Herpes simplex virus type 1 (HSV-1) infects and persists in most of the human population. Interleukin-15 (IL-15) has an important role in the activation of cell-mediated immune responses and acts in complex with IL-15 receptor alpha (IL-15R-alpha) through cell surface transpresentation. Here, we have examined the IL-15/IL-15R-alpha complex response dynamics during HSV-1 infection in human keratinocytes. Surface expression of the IL-15/IL-15R-alpha complex rapidly increased in response to HSV-1, reaching a peak around 12 h after infection. This response was dependent on detection of viral replication by TLR3, and enhancement of IL15 and IL15RA gene expression.
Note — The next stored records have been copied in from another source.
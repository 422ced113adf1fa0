//! Lossless encoding of file names and URLs passed as query parameters.
//!
//! UTF-8 bytes -> base64 -> percent-encoding. The server undoes the percent-encoding, then
//! base64-decodes, which recovers names with arbitrary characters (slashes, `&`, non-ASCII).

use base64::engine::general_purpose::{STANDARD, URL_SAFE};
use base64::Engine;

use crate::error::{ClientError, ClientResult};

pub fn encode_identifier(value: &str) -> String {
    let b64 = STANDARD.encode(value.as_bytes());
    urlencoding::encode(&b64).into_owned()
}

/// Inverse of [`encode_identifier`]. Accepts the URL-safe alphabet as well, like the server.
pub fn decode_identifier(encoded: &str) -> ClientResult<String> {
    let b64 = urlencoding::decode(encoded)
        .map_err(|e| ClientError::validation("url", format!("invalid percent-encoding: {}", e)))?;
    let bytes = STANDARD
        .decode(b64.as_bytes())
        .or_else(|_| URL_SAFE.decode(b64.as_bytes()))
        .map_err(|e| ClientError::validation("url", format!("invalid base64: {}", e)))?;
    String::from_utf8(bytes).map_err(|e| ClientError::validation("url", format!("invalid UTF-8: {}", e)))
}

/// `path?url=<encoded>`
pub fn with_identifier_query(path: &str, value: &str) -> String {
    format!("{}?url={}", path, encode_identifier(value))
}
use criterion::{black_box, criterion_group, criterion_main, BenchmarkId, Criterion};
use vidnest::pipeline::{derive_page, filter_and_sort, FilterCriteria, Resolution, SortSpec};
use vidnest::push::{PushMessage, SseDecoder};
use vidnest::types::FileEntry;

fn create_library(count: usize) -> Vec<FileEntry> {
    (0..count)
        .map(|i| FileEntry {
            filename: format!("/videos/folder_{}/clip_{:05}.mp4", i % 12, i),
            title: if i % 3 == 0 { Some(format!("Holiday clip {}", i)) } else { None },
            folder: if i % 5 == 0 { String::new() } else { format!("folder_{}", i % 12) },
            filesize: Some((i as u64 + 1) * 1024 * 1024),
            width: Some(if i % 4 == 0 { 3840 } else { 1280 }),
            height: Some(if i % 4 == 0 { 2160 } else { 720 }),
            duration: Some((i % 90) as f64 * 60.0),
            created: Some(1_600_000_000.0 + i as f64),
            favorite: i % 7 == 0,
            ..FileEntry::default()
        })
        .collect()
}

fn benchmark_derive_page(c: &mut Criterion) {
    let mut group = c.benchmark_group("derive_page");

    for count in [100, 1_000, 10_000].iter() {
        let files = create_library(*count);
        let criteria = FilterCriteria::default();
        let sort = SortSpec::default();
        group.bench_with_input(BenchmarkId::from_parameter(count), count, |b, _| {
            b.iter(|| black_box(derive_page(&files, &criteria, &sort, 2, 12).items.len()))
        });
    }
    group.finish();
}

fn benchmark_filters(c: &mut Criterion) {
    let files = create_library(5_000);
    let mut group = c.benchmark_group("filter_and_sort");

    group.bench_function("no_filter", |b| {
        let criteria = FilterCriteria::default();
        let sort = SortSpec::default();
        b.iter(|| black_box(filter_and_sort(&files, &criteria, &sort).len()))
    });

    group.bench_function("text_and_resolution", |b| {
        let criteria = FilterCriteria {
            text: "holiday".to_string(),
            resolution: Resolution::Uhd4k,
            ..FilterCriteria::default()
        };
        let sort = SortSpec::default();
        b.iter(|| black_box(filter_and_sort(&files, &criteria, &sort).len()))
    });

    group.bench_function("multi_criteria_sort", |b| {
        let criteria = FilterCriteria { min_duration_minutes: 10, ..FilterCriteria::default() };
        let sort = SortSpec::parse("folder favorite created", "asc");
        b.iter(|| black_box(filter_and_sort(&files, &criteria, &sort).len()))
    });

    group.finish();
}

fn benchmark_push_stream(c: &mut Criterion) {
    let mut payload = String::new();
    for i in 0..500 {
        payload.push_str(&format!("data: Downloading...[{}] {}.5% complete\n\n", i % 20, i % 100));
        if i % 50 == 0 {
            payload.push_str("data: Heartbeat\n\n");
        }
    }
    let bytes = payload.into_bytes();

    c.bench_function("sse_decode_and_parse", |b| {
        b.iter(|| {
            let mut decoder = SseDecoder::new();
            let mut progress = 0usize;
            for chunk in bytes.chunks(256) {
                for text in decoder.feed(chunk) {
                    if matches!(PushMessage::parse(&text), PushMessage::Status(_)) {
                        progress += 1;
                    }
                }
            }
            black_box(progress)
        })
    });
}

criterion_group!(benches, benchmark_derive_page, benchmark_filters, benchmark_push_stream);
criterion_main!(benches);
Beyond the peak of expression, levels of IL-15 and IL-15R-alpha gradually declined, reaching a profound loss of surface expression beyond 24 h of infection. This involved the loss of IL15 and IL15RA transcription. Interestingly, invariant natural killer T (iNKT) cells inhibited the viral interference with IL-15/IL-15R-alpha complex expression in an IFN gamma-dependent manner. These results indicate that rapid upregulation of the IL-15/IL-15R-alpha complex occurs in HSV-1 infected keratinocytes, and that this response is targeted by viral interference. Shutdown of the IL-15 axis represents a novel mode of HSV-1 immune evasion, which can be inhibited by the host iNKT cell response.